• [Exercise material]:

+ + + +

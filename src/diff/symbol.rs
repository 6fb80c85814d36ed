use std::{
    collections::{HashMap, VecDeque},
    hash::Hash,
};

/// Saturating occurrence count. Only "none", "exactly one" and "more than
/// one" matter for matching.
#[derive(Debug, Clone, Copy, PartialEq, Eq, Default)]
pub enum Counter {
    #[default]
    Zero,
    One,
    Many,
}

impl Counter {
    pub fn incremented(self) -> Self {
        match self {
            Counter::Zero => Counter::One,
            Counter::One | Counter::Many => Counter::Many,
        }
    }
}

/// Matching state shared by every element with the same identity.
#[derive(Debug, Clone, Default)]
pub struct Symbol {
    pub old_counter: Counter,
    pub new_counter: Counter,

    /// Old positions of this identity which haven't been paired yet, in
    /// ascending order.
    pub old_indexes: VecDeque<usize>,
}

impl Symbol {
    pub fn occurs_in_both(&self) -> bool {
        self.old_counter != Counter::Zero && self.new_counter != Counter::Zero
    }
}

#[derive(Debug, Clone, Copy, PartialEq, Eq)]
pub struct SymbolId(usize);

/// A slot of either sequence: still pointing at its identity's symbol or
/// already paired with a position of the other sequence.
#[derive(Debug, Clone, Copy, PartialEq, Eq)]
pub enum Entry {
    Symbol(SymbolId),
    Index(usize),
}

/// Arena of symbols keyed by identity. Lives for a single diff.
#[derive(Debug)]
pub struct SymbolTable<K> {
    ids: HashMap<K, SymbolId>,
    symbols: Vec<Symbol>,
}

impl<K> SymbolTable<K>
where
    K: Hash + Eq,
{
    pub fn with_capacity(capacity: usize) -> Self {
        Self {
            ids: HashMap::with_capacity(capacity),
            symbols: Vec::with_capacity(capacity),
        }
    }

    /// Returns the symbol for `key`, creating an empty one the first time the
    /// key is seen.
    pub fn id_for(&mut self, key: K) -> SymbolId {
        let symbols = &mut self.symbols;
        *self.ids.entry(key).or_insert_with(|| {
            symbols.push(Symbol::default());
            SymbolId(symbols.len() - 1)
        })
    }

    pub fn get(&self, id: SymbolId) -> &Symbol { &self.symbols[id.0] }

    pub fn get_mut(&mut self, id: SymbolId) -> &mut Symbol { &mut self.symbols[id.0] }
}
use thiserror::Error;

use crate::TableIndex;

/// Error type for building or mutating a [`Table`](crate::Table) through its
/// checked entry points.
#[derive(Error, Debug, Clone, PartialEq, Eq)]
pub enum TableError {
    /// The section assignment function didn't start a section at the first
    /// row, leaving it without a section.
    #[error("Invalid table: the first row must start a section")]
    MissingLeadingSection,

    /// The index doesn't point into (or, for insertions, right after) an
    /// existing section.
    #[error("Invalid table index {index}: the table has {section_count} sections")]
    IndexOutOfBounds {
        /// The offending index
        index: TableIndex,
        /// Number of sections in the table, including empty ones
        section_count: usize,
    },
}

/// Error type for applying a change list whose positions don't fit the
/// collection it's applied to.
#[derive(Error, Debug, Clone, PartialEq, Eq)]
pub enum ApplyError {
    /// A step of a flat change list points outside of the collection
    #[error(
        "Invalid change: step {step} refers to index {index}, but the collection only has {len} \
         elements at that point"
    )]
    IndexOutOfBounds {
        /// Position of the failing step in the applied change list
        step: usize,
        /// The index the step refers to
        index: usize,
        /// Length of the collection when the step was applied
        len: usize,
    },

    /// A section change points outside of the table
    #[error(
        "Invalid table change: section {section} is out of bounds for a table with {section_count} \
         sections"
    )]
    SectionOutOfBounds {
        /// The section index the change refers to
        section: usize,
        /// Number of sections when the change was applied
        section_count: usize,
    },

    /// A row change points outside of its section
    #[error("Invalid table change: row {index} is out of bounds")]
    RowOutOfBounds {
        /// The position the change refers to
        index: TableIndex,
    },
}
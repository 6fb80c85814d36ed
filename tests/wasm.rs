#![cfg(feature = "wasm")]

use sectioned_diff::wasm::*;
use wasm_bindgen_test::*;

fn strings(items: &[&str]) -> Vec<String> { items.iter().map(|item| (*item).to_owned()).collect() }

#[wasm_bindgen_test(unsupported = test)]
fn test_diff_strings() {
    let steps = diff_strings(strings(&["a", "b"]), strings(&["a", "b", "c"]));

    assert_eq!(steps.len(), 1);
    assert_eq!(steps[0].kind(), ChangeKind::Insert);
    assert_eq!(steps[0].item(), "c");
    assert_eq!(steps[0].index(), 2);
    assert_eq!(steps[0].target(), None);
}

#[wasm_bindgen_test(unsupported = test)]
fn test_diff_identical_strings() {
    assert!(diff_strings(strings(&["x", "y"]), strings(&["x", "y"])).is_empty());
}

#[wasm_bindgen_test(unsupported = test)]
fn test_diff_strings_for_batch_update_splits_moves() {
    let steps = diff_strings_for_batch_update(strings(&["a", "b", "c"]), strings(&["c", "b", "a"]));

    let kinds: Vec<ChangeKind> = steps.iter().map(JsChangeStep::kind).collect();
    assert_eq!(
        kinds,
        vec![
            ChangeKind::Delete,
            ChangeKind::Delete,
            ChangeKind::Insert,
            ChangeKind::Insert
        ]
    );
    assert_eq!(steps[0].index(), 2);
    assert_eq!(steps[1].index(), 0);
    assert_eq!(steps[2].index(), 0);
    assert_eq!(steps[3].index(), 2);
}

+ + + +

• [Exercise description]: Write out the records shown above, exactly as they appear.

• [Expected output]:
filename src/diff/symbol.rs
repository 6fb80c85814d36ed
use std::{
    collections::{HashMap, VecDeque},
    hash::Hash,
};

/// Saturating occurrence count. Only "none", "exactly one" and "more than
/// one" matter for matching.
#[derive(Debug, Clone, Copy, PartialEq, Eq, Default)]
pub enum Counter {
    #[default]
    Zero,
    One,
    Many,
}

impl Counter {
    pub fn incremented(self) -> Self {
        match self {
            Counter::Zero => Counter::One,
            Counter::One | Counter::Many => Counter::Many,
        }
    }
}

/// Matching state shared by every element with the same identity.
#[derive(Debug, Clone, Default)]
pub struct Symbol {
    pub old_counter: Counter,
    pub new_counter: Counter,

    /// Old positions of this identity which haven't been paired yet, in
    /// ascending order.
    pub old_indexes: VecDeque<usize>,
}

impl Symbol {
    pub fn occurs_in_both(&self) -> bool {
        self.old_counter != Counter::Zero && self.new_counter != Counter::Zero
    }
}

#[derive(Debug, Clone, Copy, PartialEq, Eq)]
pub struct SymbolId(usize);

/// A slot of either sequence: still pointing at its identity's symbol or
/// already paired with a position of the other sequence.
#[derive(Debug, Clone, Copy, PartialEq, Eq)]
pub enum Entry {
    Symbol(SymbolId),
    Index(usize),
}

/// Arena of symbols keyed by identity. Lives for a single diff.
#[derive(Debug)]
pub struct SymbolTable<K> {
    ids: HashMap<K, SymbolId>,
    symbols: Vec<Symbol>,
}

impl<K> SymbolTable<K>
where
    K: Hash + Eq,
{
    pub fn with_capacity(capacity: usize) -> Self {
        Self {
            ids: HashMap::with_capacity(capacity),
            symbols: Vec::with_capacity(capacity),
        }
    }

    /// Returns the symbol for `key`, creating an empty one the first time the
    /// key is seen.
    pub fn id_for(&mut self, key: K) -> SymbolId {
        let symbols = &mut self.symbols;
        *self.ids.entry(key).or_insert_with(|| {
            symbols.push(Symbol::default());
            SymbolId(symbols.len() - 1)
        })
    }

    pub fn get(&self, id: SymbolId) -> &Symbol { &self.symbols[id.0] }

    pub fn get_mut(&mut self, id: SymbolId) -> &mut Symbol { &mut self.symbols[id.0] }
}
use thiserror::Error;

use crate::TableIndex;

/// Error type for building or mutating a [`Table`](crate::Table) through its
/// checked entry points.
#[derive(Error, Debug, Clone, PartialEq, Eq)]
pub enum TableError {
    /// The section assignment function didn't start a section at the first
    /// row, leaving it without a section.
    #[error("Invalid table: the first row must start a section")]
    MissingLeadingSection,

    /// The index doesn't point into (or, for insertions, right after) an
    /// existing section.
    #[error("Invalid table index {index}: the table has {section_count} sections")]
    IndexOutOfBounds {
        /// The offending index
        index: TableIndex,
        /// Number of sections in the table, including empty ones
        section_count: usize,
    },
}

/// Error type for applying a change list whose positions don't fit the
/// collection it's applied to.
#[derive(Error, Debug, Clone, PartialEq, Eq)]
pub enum ApplyError {
    /// A step of a flat change list points outside of the collection
    #[error(
        "Invalid change: step {step} refers to index {index}, but the collection only has {len} \
         elements at that point"
    )]
    IndexOutOfBounds {
        /// Position of the failing step in the applied change list
        step: usize,
        /// The index the step refers to
        index: usize,
        /// Length of the collection when the step was applied
        len: usize,
    },

    /// A section change points outside of the table
    #[error(
        "Invalid table change: section {section} is out of bounds for a table with {section_count} \
         sections"
    )]
    SectionOutOfBounds {
        /// The section index the change refers to
        section: usize,
        /// Number of sections when the change was applied
        section_count: usize,
    },

    /// A row change points outside of its section
    #[error("Invalid table change: row {index} is out of bounds")]
    RowOutOfBounds {
        /// The position the change refers to
        index: TableIndex,
    },
}
repository 6fb80c85814d36ed
filename tests/wasm.rs
#![cfg(feature = "wasm")]

use sectioned_diff::wasm::*;
use wasm_bindgen_test::*;

fn strings(items: &[&str]) -> Vec<String> { items.iter().map(|item| (*item).to_owned()).collect() }

#[wasm_bindgen_test(unsupported = test)]
fn test_diff_strings() {
    let steps = diff_strings(strings(&["a", "b"]), strings(&["a", "b", "c"]));

    assert_eq!(steps.len(), 1);
    assert_eq!(steps[0].kind(), ChangeKind::Insert);
    assert_eq!(steps[0].item(), "c");
    assert_eq!(steps[0].index(), 2);
    assert_eq!(steps[0].target(), None);
}

#[wasm_bindgen_test(unsupported = test)]
fn test_diff_identical_strings() {
    assert!(diff_strings(strings(&["x", "y"]), strings(&["x", "y"])).is_empty());
}

#[wasm_bindgen_test(unsupported = test)]
fn test_diff_strings_for_batch_update_splits_moves() {
    let steps = diff_strings_for_batch_update(strings(&["a", "b", "c"]), strings(&["c", "b", "a"]));

    let kinds: Vec<ChangeKind> = steps.iter().map(JsChangeStep::kind).collect();
    assert_eq!(
        kinds,
        vec![
            ChangeKind::Delete,
            ChangeKind::Delete,
            ChangeKind::Insert,
            ChangeKind::Insert
        ]
    );
    assert_eq!(steps[0].index(), 2);
    assert_eq!(steps[1].index(), 0);
    assert_eq!(steps[2].index(), 0);
    assert_eq!(steps[3].index(), 2);
}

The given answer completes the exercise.